- **EXERCISE OBJECTIVE**:
What is needed is an exact copy of every entry.

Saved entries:
*** Begin section ***

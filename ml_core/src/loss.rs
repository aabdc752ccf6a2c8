use ndarray::{Array1, Array2, ArrayView2};

/// An un-reduced loss function.
///
/// Reduction (plain mean or importance-weighted mean) is left to the caller so
/// the same loss serves both full-data and weighted-subset training.
pub trait LossFn {
    /// Returns one loss value per row of `y_pred`.
    fn losses(&self, y_pred: ArrayView2<f32>, y: ArrayView2<f32>) -> Array1<f32>;

    /// Returns, row by row, the derivative of that row's loss with respect to
    /// that row's prediction.
    fn loss_prime(&self, y_pred: ArrayView2<f32>, y: ArrayView2<f32>) -> Array2<f32>;
}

*** End section ***

- **TASK ANSWER**:
filename ml_core/src/loss.rs
repository aabdc752ccf6a2c8
use ndarray::{Array1, Array2, ArrayView2};

/// An un-reduced loss function.
///
/// Reduction (plain mean or importance-weighted mean) is left to the caller so
/// the same loss serves both full-data and weighted-subset training.
pub trait LossFn {
    /// Returns one loss value per row of `y_pred`.
    fn losses(&self, y_pred: ArrayView2<f32>, y: ArrayView2<f32>) -> Array1<f32>;

    /// Returns, row by row, the derivative of that row's loss with respect to
    /// that row's prediction.
    fn loss_prime(&self, y_pred: ArrayView2<f32>, y: ArrayView2<f32>) -> Array2<f32>;
}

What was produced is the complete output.